* [Task instructions] Among the entries below, one line contains "pub fn len(&self)" and another contains "while ran <". Transcribe those two lines and every line between them, exactly.
━━ Input records ━━
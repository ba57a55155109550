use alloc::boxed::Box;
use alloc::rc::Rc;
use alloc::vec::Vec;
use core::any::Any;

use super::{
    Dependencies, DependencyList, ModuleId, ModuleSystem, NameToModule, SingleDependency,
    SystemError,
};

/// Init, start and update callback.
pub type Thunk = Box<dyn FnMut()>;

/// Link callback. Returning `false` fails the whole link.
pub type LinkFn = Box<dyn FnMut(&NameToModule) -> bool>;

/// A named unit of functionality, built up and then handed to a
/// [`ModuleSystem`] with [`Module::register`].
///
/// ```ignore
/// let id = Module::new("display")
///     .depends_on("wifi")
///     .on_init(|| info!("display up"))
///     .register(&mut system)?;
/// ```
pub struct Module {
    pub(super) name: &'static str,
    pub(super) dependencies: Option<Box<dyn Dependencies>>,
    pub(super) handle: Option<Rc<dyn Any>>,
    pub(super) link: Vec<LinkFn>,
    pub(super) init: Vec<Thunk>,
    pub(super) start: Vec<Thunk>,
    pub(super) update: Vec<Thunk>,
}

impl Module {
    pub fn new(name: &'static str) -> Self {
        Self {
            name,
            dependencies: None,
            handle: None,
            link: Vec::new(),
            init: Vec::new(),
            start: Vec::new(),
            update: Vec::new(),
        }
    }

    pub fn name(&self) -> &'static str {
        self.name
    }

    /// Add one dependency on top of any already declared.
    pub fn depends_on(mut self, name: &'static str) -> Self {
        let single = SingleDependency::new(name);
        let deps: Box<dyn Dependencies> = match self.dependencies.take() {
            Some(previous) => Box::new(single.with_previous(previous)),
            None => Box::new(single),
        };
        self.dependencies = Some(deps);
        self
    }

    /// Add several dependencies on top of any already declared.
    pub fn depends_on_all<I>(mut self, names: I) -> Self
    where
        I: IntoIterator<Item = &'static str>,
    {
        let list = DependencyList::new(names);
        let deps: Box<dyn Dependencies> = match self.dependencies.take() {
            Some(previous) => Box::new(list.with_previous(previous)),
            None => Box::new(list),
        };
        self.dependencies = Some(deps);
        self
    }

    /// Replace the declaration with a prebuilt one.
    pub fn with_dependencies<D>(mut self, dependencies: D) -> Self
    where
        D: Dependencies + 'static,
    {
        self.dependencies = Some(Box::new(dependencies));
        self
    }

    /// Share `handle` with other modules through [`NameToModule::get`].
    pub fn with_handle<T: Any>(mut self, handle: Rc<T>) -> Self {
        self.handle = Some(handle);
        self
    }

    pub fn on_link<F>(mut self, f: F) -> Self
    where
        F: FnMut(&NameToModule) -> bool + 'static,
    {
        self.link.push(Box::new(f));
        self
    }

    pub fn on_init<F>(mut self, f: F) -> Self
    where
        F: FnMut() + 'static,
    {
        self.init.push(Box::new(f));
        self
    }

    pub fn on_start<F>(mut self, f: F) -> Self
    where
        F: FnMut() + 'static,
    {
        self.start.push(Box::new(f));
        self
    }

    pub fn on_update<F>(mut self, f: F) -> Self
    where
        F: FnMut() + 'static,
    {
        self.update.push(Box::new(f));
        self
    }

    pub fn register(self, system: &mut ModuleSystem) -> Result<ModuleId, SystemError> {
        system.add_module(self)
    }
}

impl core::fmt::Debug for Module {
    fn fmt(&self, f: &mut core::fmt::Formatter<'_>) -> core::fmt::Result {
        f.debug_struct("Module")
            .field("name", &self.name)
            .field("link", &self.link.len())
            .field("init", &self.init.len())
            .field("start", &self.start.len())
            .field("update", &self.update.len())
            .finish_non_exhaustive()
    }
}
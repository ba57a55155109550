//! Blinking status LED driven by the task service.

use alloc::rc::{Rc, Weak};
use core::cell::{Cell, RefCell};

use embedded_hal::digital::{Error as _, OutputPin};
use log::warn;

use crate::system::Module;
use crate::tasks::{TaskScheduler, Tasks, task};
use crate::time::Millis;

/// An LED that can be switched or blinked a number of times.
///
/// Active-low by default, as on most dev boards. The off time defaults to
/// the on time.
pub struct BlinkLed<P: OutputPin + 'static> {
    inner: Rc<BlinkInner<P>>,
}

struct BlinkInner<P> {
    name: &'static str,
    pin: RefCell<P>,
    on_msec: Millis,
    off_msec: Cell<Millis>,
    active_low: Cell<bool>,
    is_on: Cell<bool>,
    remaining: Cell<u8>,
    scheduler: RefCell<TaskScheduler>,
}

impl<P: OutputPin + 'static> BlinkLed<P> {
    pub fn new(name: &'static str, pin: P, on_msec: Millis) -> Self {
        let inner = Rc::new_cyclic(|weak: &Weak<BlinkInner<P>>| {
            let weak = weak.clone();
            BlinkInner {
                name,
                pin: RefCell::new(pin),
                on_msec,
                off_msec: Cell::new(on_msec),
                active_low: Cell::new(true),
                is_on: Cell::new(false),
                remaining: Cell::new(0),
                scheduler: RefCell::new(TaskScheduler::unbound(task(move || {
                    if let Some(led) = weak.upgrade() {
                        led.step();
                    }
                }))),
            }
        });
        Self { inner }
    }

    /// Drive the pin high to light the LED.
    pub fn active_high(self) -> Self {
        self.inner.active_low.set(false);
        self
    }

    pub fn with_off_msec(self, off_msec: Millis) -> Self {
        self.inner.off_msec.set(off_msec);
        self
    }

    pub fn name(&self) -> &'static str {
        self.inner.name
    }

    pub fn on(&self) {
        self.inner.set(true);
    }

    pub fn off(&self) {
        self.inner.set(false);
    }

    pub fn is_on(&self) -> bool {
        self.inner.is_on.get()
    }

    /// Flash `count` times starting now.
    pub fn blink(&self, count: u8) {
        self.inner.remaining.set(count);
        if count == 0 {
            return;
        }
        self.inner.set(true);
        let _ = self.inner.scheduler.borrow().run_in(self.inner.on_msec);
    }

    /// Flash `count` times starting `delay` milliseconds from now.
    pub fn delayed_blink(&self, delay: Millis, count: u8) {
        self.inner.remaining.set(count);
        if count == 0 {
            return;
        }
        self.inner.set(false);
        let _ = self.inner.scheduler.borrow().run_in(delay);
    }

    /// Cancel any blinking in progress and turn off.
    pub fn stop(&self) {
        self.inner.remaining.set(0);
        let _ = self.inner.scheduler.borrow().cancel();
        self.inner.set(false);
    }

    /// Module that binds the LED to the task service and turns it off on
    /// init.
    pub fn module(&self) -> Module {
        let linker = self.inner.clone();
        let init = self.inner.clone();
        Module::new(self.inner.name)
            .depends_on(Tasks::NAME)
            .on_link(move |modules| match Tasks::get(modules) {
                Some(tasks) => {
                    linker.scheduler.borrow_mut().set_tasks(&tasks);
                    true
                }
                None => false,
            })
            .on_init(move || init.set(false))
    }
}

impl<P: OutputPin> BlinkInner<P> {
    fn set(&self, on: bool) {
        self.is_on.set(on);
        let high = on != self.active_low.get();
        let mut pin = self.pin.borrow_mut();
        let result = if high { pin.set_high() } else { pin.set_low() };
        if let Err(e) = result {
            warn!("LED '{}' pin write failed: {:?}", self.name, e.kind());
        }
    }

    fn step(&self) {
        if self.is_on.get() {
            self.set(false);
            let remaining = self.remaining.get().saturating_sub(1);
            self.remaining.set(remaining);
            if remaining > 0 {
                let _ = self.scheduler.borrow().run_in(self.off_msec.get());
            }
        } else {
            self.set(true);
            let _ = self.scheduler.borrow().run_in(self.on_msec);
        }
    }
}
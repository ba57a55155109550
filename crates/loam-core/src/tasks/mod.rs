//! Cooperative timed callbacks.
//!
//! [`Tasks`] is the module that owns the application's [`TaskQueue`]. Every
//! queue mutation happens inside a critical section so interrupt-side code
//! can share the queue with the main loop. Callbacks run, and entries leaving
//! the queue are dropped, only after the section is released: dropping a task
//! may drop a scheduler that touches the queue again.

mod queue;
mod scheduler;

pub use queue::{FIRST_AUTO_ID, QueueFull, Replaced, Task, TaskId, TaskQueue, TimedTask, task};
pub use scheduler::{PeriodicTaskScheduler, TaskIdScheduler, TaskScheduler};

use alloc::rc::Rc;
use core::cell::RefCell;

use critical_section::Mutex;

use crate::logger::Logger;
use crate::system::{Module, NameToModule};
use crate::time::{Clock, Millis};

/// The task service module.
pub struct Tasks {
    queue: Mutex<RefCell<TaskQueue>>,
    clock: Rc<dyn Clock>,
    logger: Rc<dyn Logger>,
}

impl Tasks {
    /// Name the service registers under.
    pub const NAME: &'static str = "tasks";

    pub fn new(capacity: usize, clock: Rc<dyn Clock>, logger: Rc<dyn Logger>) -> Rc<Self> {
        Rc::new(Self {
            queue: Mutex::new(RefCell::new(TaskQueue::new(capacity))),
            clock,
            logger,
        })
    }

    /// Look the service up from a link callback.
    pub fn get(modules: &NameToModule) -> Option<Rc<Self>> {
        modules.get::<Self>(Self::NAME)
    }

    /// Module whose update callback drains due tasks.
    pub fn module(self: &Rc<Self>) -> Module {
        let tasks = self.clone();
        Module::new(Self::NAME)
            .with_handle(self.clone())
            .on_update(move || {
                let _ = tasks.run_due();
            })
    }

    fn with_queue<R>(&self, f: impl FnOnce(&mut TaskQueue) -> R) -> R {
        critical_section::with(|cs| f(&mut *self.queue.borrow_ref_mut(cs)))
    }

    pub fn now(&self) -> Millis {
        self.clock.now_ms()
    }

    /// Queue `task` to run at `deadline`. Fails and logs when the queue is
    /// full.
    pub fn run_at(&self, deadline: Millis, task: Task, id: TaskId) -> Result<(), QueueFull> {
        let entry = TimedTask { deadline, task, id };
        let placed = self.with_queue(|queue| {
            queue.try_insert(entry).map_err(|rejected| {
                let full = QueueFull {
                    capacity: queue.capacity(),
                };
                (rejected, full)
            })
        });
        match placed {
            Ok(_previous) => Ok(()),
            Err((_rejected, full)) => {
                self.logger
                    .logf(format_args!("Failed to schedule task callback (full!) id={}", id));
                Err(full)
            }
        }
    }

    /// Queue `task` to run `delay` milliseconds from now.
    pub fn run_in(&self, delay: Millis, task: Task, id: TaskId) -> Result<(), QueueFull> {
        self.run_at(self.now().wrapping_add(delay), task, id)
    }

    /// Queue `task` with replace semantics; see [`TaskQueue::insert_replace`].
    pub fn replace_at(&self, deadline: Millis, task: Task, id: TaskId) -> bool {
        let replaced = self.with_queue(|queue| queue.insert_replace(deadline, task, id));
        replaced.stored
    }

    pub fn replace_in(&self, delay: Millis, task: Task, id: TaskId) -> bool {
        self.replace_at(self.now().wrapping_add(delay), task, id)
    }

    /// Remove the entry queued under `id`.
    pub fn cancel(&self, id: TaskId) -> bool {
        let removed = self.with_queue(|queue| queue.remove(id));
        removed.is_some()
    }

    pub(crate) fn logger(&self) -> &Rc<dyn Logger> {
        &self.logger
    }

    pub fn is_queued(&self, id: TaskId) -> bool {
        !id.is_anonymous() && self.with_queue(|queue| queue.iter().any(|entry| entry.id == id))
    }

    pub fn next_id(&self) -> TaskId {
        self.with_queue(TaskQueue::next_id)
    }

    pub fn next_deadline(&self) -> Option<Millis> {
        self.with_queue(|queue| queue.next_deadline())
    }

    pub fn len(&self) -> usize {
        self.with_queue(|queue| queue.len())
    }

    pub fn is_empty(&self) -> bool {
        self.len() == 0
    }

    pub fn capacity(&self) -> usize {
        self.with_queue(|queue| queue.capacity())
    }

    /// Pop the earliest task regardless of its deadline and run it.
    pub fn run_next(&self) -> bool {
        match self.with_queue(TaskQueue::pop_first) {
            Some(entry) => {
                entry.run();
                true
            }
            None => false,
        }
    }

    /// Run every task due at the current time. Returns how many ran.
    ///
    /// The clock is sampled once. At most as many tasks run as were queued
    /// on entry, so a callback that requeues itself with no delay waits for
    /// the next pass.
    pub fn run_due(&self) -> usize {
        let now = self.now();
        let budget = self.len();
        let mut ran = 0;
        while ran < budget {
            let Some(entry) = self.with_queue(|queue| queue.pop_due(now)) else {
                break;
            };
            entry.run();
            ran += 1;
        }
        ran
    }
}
━━━
* [Solution for this problem]
    pub fn len(&self) -> usize {
        self.with_queue(|queue| queue.len())
    }

    pub fn is_empty(&self) -> bool {
        self.len() == 0
    }

    pub fn capacity(&self) -> usize {
        self.with_queue(|queue| queue.capacity())
    }

    /// Pop the earliest task regardless of its deadline and run it.
    pub fn run_next(&self) -> bool {
        match self.with_queue(TaskQueue::pop_first) {
            Some(entry) => {
                entry.run();
                true
            }
            None => false,
        }
    }

    /// Run every task due at the current time. Returns how many ran.
    ///
    /// The clock is sampled once. At most as many tasks run as were queued
    /// on entry, so a callback that requeues itself with no delay waits for
    /// the next pass.
    pub fn run_due(&self) -> usize {
        let now = self.now();
        let budget = self.len();
        let mut ran = 0;
        while ran < budget {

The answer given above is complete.